Collected data:

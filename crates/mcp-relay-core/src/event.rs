//! Broadcast event types pushed to observers

use chrono::{SecondsFormat, Utc};
use serde::{Deserialize, Serialize};

/// Event type of the first frame every new subscriber receives
pub const CONNECTION_ESTABLISHED: &str = "connection_established";
/// Event type of the periodic liveness ping
pub const HEARTBEAT: &str = "heartbeat";
/// Event type published when an operation fails
pub const ERROR: &str = "error";

pub const GAME_STARTED: &str = "game_started";
pub const IDIOM_ADDED: &str = "idiom_added";
pub const AUTO_PLAY: &str = "auto_play";
/// Carries only the new state, no operation result
pub const GAME_RESET: &str = "game_reset";
/// Carries the hints and the character they start with, no state
pub const HINTS_PROVIDED: &str = "hints_provided";

/// A state-change notification: `{"type": ..., "data": {...}}`
#[derive(Debug, Clone, Serialize, Deserialize, PartialEq)]
pub struct BroadcastEvent {
    #[serde(rename = "type")]
    pub event_type: String,
    pub data: serde_json::Value,
}

impl BroadcastEvent {
    pub fn new(event_type: impl Into<String>, data: serde_json::Value) -> Self {
        Self {
            event_type: event_type.into(),
            data,
        }
    }

    /// Welcome frame carrying the full current state
    pub fn connection_established(game_state: serde_json::Value) -> Self {
        Self::new(
            CONNECTION_ESTABLISHED,
            serde_json::json!({
                "message": "event stream connected",
                "gameState": game_state,
                "timestamp": timestamp(),
            }),
        )
    }

    /// Liveness ping, carries only a timestamp
    pub fn heartbeat() -> Self {
        Self::new(HEARTBEAT, serde_json::json!({ "timestamp": timestamp() }))
    }

    /// Successful state-mutating operation
    ///
    /// The payload shape follows the event type: `game_reset` carries only
    /// the state, everything else the result and the state.
    pub fn state_changed(
        event_type: &str,
        result: serde_json::Value,
        game_state: serde_json::Value,
    ) -> Self {
        let data = if event_type == GAME_RESET {
            serde_json::json!({
                "gameState": game_state,
                "timestamp": timestamp(),
            })
        } else {
            serde_json::json!({
                "result": result,
                "gameState": game_state,
                "timestamp": timestamp(),
            })
        };
        Self::new(event_type, data)
    }

    /// Hints returned by a hint tool
    ///
    /// Accepts either `{hints, currentChar, ...}` or a bare hint list.
    pub fn hints_provided(result: &serde_json::Value) -> Self {
        let (hints, current_char) = match result.get("hints") {
            Some(hints) => (
                hints.clone(),
                result
                    .get("currentChar")
                    .cloned()
                    .unwrap_or(serde_json::Value::Null),
            ),
            None => (result.clone(), serde_json::Value::Null),
        };
        Self::new(
            HINTS_PROVIDED,
            serde_json::json!({
                "hints": hints,
                "currentChar": current_char,
                "timestamp": timestamp(),
            }),
        )
    }

    /// Failed operation
    pub fn error(operation: &str, message: &str) -> Self {
        Self::new(
            ERROR,
            serde_json::json!({
                "error": message,
                "context": { "action": operation },
                "timestamp": timestamp(),
            }),
        )
    }

    pub fn to_json(&self) -> Result<String, serde_json::Error> {
        serde_json::to_string(self)
    }
}

/// ISO-8601 UTC timestamp with millisecond precision
pub fn timestamp() -> String {
    Utc::now().to_rfc3339_opts(SecondsFormat::Millis, true)
}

_ABOUT THIS TASK:_
Show the lines of the entries that include the string "const", copying each in full.

_RESPONSE TO THE TASK:_
pub const CONNECTION_ESTABLISHED: &str = "connection_established";
pub const HEARTBEAT: &str = "heartbeat";
pub const ERROR: &str = "error";
pub const GAME_STARTED: &str = "game_started";
pub const IDIOM_ADDED: &str = "idiom_added";
pub const AUTO_PLAY: &str = "auto_play";
pub const GAME_RESET: &str = "game_reset";
pub const HINTS_PROVIDED: &str = "hints_provided";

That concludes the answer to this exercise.